● Exercise objective: Restate all of the data below word for word.

● Source data:

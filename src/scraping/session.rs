use std::sync::atomic::{AtomicUsize, Ordering};
use std::sync::Arc;
use std::time::Duration;

use anyhow::Context;
use async_trait::async_trait;
use reqwest::Client;
use tracing::debug;

use crate::error::{DiscoveryError, Result};

/// Transport seam. Production uses [`HttpFetcher`]; tests serve fixtures.
#[async_trait]
pub trait PageFetcher: Send + Sync {
    async fn fetch(&self, url: &str, timeout: Duration) -> anyhow::Result<String>;
}

pub struct HttpFetcher {
    client: Client,
}

impl HttpFetcher {
    pub fn new(user_agent: &str) -> anyhow::Result<Self> {
        let client = Client::builder()
            .user_agent(user_agent)
            .gzip(true)
            .brotli(true)
            .deflate(true)
            .build()
            .context("unable to build http client")?;
        Ok(Self { client })
    }
}

#[async_trait]
impl PageFetcher for HttpFetcher {
    async fn fetch(&self, url: &str, timeout: Duration) -> anyhow::Result<String> {
        let response = self
            .client
            .get(url)
            .timeout(timeout)
            .send()
            .await
            .with_context(|| format!("request failed for {url}"))?;
        let response = response
            .error_for_status()
            .with_context(|| format!("non-success status for {url}"))?;
        response
            .text()
            .await
            .with_context(|| format!("unable to read response body for {url}"))
    }
}

#[derive(Debug, Default)]
struct SessionCounts {
    open: AtomicUsize,
    peak: AtomicUsize,
}

/// Shared count of open page sessions. Cloning shares the same counters.
#[derive(Debug, Clone, Default)]
pub struct SessionTracker {
    counts: Arc<SessionCounts>,
}

impl SessionTracker {
    pub fn open(&self) -> usize {
        self.counts.open.load(Ordering::SeqCst)
    }

    /// Highest number of simultaneously open sessions seen so far.
    pub fn peak(&self) -> usize {
        self.counts.peak.load(Ordering::SeqCst)
    }

    fn acquire(&self) {
        let now = self.counts.open.fetch_add(1, Ordering::SeqCst) + 1;
        self.counts.peak.fetch_max(now, Ordering::SeqCst);
    }

    fn release(&self) {
        self.counts.open.fetch_sub(1, Ordering::SeqCst);
    }
}

/// A page session scoped to one preview or scrape call. Released on drop,
/// including when the call fails part-way.
pub struct Session<'a> {
    fetcher: &'a dyn PageFetcher,
    tracker: &'a SessionTracker,
    venue: &'a str,
    timeout: Duration,
    detail_timeout: Duration,
    detail: bool,
}

impl<'a> Session<'a> {
    pub(crate) fn open(
        fetcher: &'a dyn PageFetcher,
        tracker: &'a SessionTracker,
        venue: &'a str,
        timeout: Duration,
        detail_timeout: Duration,
    ) -> Self {
        tracker.acquire();
        debug!(venue, open = tracker.open(), "session opened");
        Self {
            fetcher,
            tracker,
            venue,
            timeout,
            detail_timeout,
            detail: false,
        }
    }

    /// Short-lived session for a single detail page, bounded by the detail timeout.
    pub fn sub_context(&self) -> Session<'a> {
        self.tracker.acquire();
        Session {
            fetcher: self.fetcher,
            tracker: self.tracker,
            venue: self.venue,
            timeout: self.detail_timeout,
            detail_timeout: self.detail_timeout,
            detail: true,
        }
    }

    pub fn timeout(&self) -> Duration {
        self.timeout
    }

    pub async fn load(&self, url: &str) -> Result<String> {
        let fetched = tokio::time::timeout(self.timeout, self.fetcher.fetch(url, self.timeout))
            .await
            .map_err(|_| {
                DiscoveryError::unavailable(
                    self.venue,
                    format!("timed out after {}ms loading {url}", self.timeout.as_millis()),
                )
            })?;
        fetched.map_err(|err| DiscoveryError::unavailable(self.venue, format!("{err:#}")))
    }
}

impl Drop for Session<'_> {
    fn drop(&mut self) {
        self.tracker.release();
        if !self.detail {
            debug!(venue = self.venue, open = self.tracker.open(), "session closed");
        }
    }
}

● Reply:
filename src/scraping/session.rs
use std::sync::atomic::{AtomicUsize, Ordering};
use std::sync::Arc;
use std::time::Duration;

use anyhow::Context;
use async_trait::async_trait;
use reqwest::Client;
use tracing::debug;

use crate::error::{DiscoveryError, Result};

/// Transport seam. Production uses [`HttpFetcher`]; tests serve fixtures.
#[async_trait]
pub trait PageFetcher: Send + Sync {
    async fn fetch(&self, url: &str, timeout: Duration) -> anyhow::Result<String>;
}

pub struct HttpFetcher {
    client: Client,
}

impl HttpFetcher {
    pub fn new(user_agent: &str) -> anyhow::Result<Self> {
        let client = Client::builder()
            .user_agent(user_agent)
            .gzip(true)
            .brotli(true)
            .deflate(true)
            .build()
            .context("unable to build http client")?;
        Ok(Self { client })
    }
}

#[async_trait]
impl PageFetcher for HttpFetcher {
    async fn fetch(&self, url: &str, timeout: Duration) -> anyhow::Result<String> {
        let response = self
            .client
            .get(url)
            .timeout(timeout)
            .send()
            .await
            .with_context(|| format!("request failed for {url}"))?;
        let response = response
            .error_for_status()
            .with_context(|| format!("non-success status for {url}"))?;
        response
            .text()
            .await
            .with_context(|| format!("unable to read response body for {url}"))
    }
}

#[derive(Debug, Default)]
struct SessionCounts {
    open: AtomicUsize,
    peak: AtomicUsize,
}

/// Shared count of open page sessions. Cloning shares the same counters.
#[derive(Debug, Clone, Default)]
pub struct SessionTracker {
    counts: Arc<SessionCounts>,
}

impl SessionTracker {
    pub fn open(&self) -> usize {
        self.counts.open.load(Ordering::SeqCst)
    }

    /// Highest number of simultaneously open sessions seen so far.
    pub fn peak(&self) -> usize {
        self.counts.peak.load(Ordering::SeqCst)
    }

    fn acquire(&self) {
        let now = self.counts.open.fetch_add(1, Ordering::SeqCst) + 1;
        self.counts.peak.fetch_max(now, Ordering::SeqCst);
    }

    fn release(&self) {
        self.counts.open.fetch_sub(1, Ordering::SeqCst);
    }
}

/// A page session scoped to one preview or scrape call. Released on drop,
/// including when the call fails part-way.
pub struct Session<'a> {
    fetcher: &'a dyn PageFetcher,
    tracker: &'a SessionTracker,
    venue: &'a str,
    timeout: Duration,
    detail_timeout: Duration,
    detail: bool,
}

impl<'a> Session<'a> {
    pub(crate) fn open(
        fetcher: &'a dyn PageFetcher,
        tracker: &'a SessionTracker,
        venue: &'a str,
        timeout: Duration,
        detail_timeout: Duration,
    ) -> Self {
        tracker.acquire();
        debug!(venue, open = tracker.open(), "session opened");
        Self {
            fetcher,
            tracker,
            venue,
            timeout,
            detail_timeout,
            detail: false,
        }
    }

    /// Short-lived session for a single detail page, bounded by the detail timeout.
    pub fn sub_context(&self) -> Session<'a> {
        self.tracker.acquire();
        Session {
            fetcher: self.fetcher,
            tracker: self.tracker,
            venue: self.venue,
            timeout: self.detail_timeout,
            detail_timeout: self.detail_timeout,
            detail: true,
        }
    }

    pub fn timeout(&self) -> Duration {
        self.timeout
    }

    pub async fn load(&self, url: &str) -> Result<String> {
        let fetched = tokio::time::timeout(self.timeout, self.fetcher.fetch(url, self.timeout))
            .await
            .map_err(|_| {
                DiscoveryError::unavailable(
                    self.venue,
                    format!("timed out after {}ms loading {url}", self.timeout.as_millis()),
                )
            })?;
        fetched.map_err(|err| DiscoveryError::unavailable(self.venue, format!("{err:#}")))
    }
}

impl Drop for Session<'_> {
    fn drop(&mut self) {
        self.tracker.release();
        if !self.detail {
            debug!(venue = self.venue, open = self.tracker.open(), "session closed");
        }
    }
}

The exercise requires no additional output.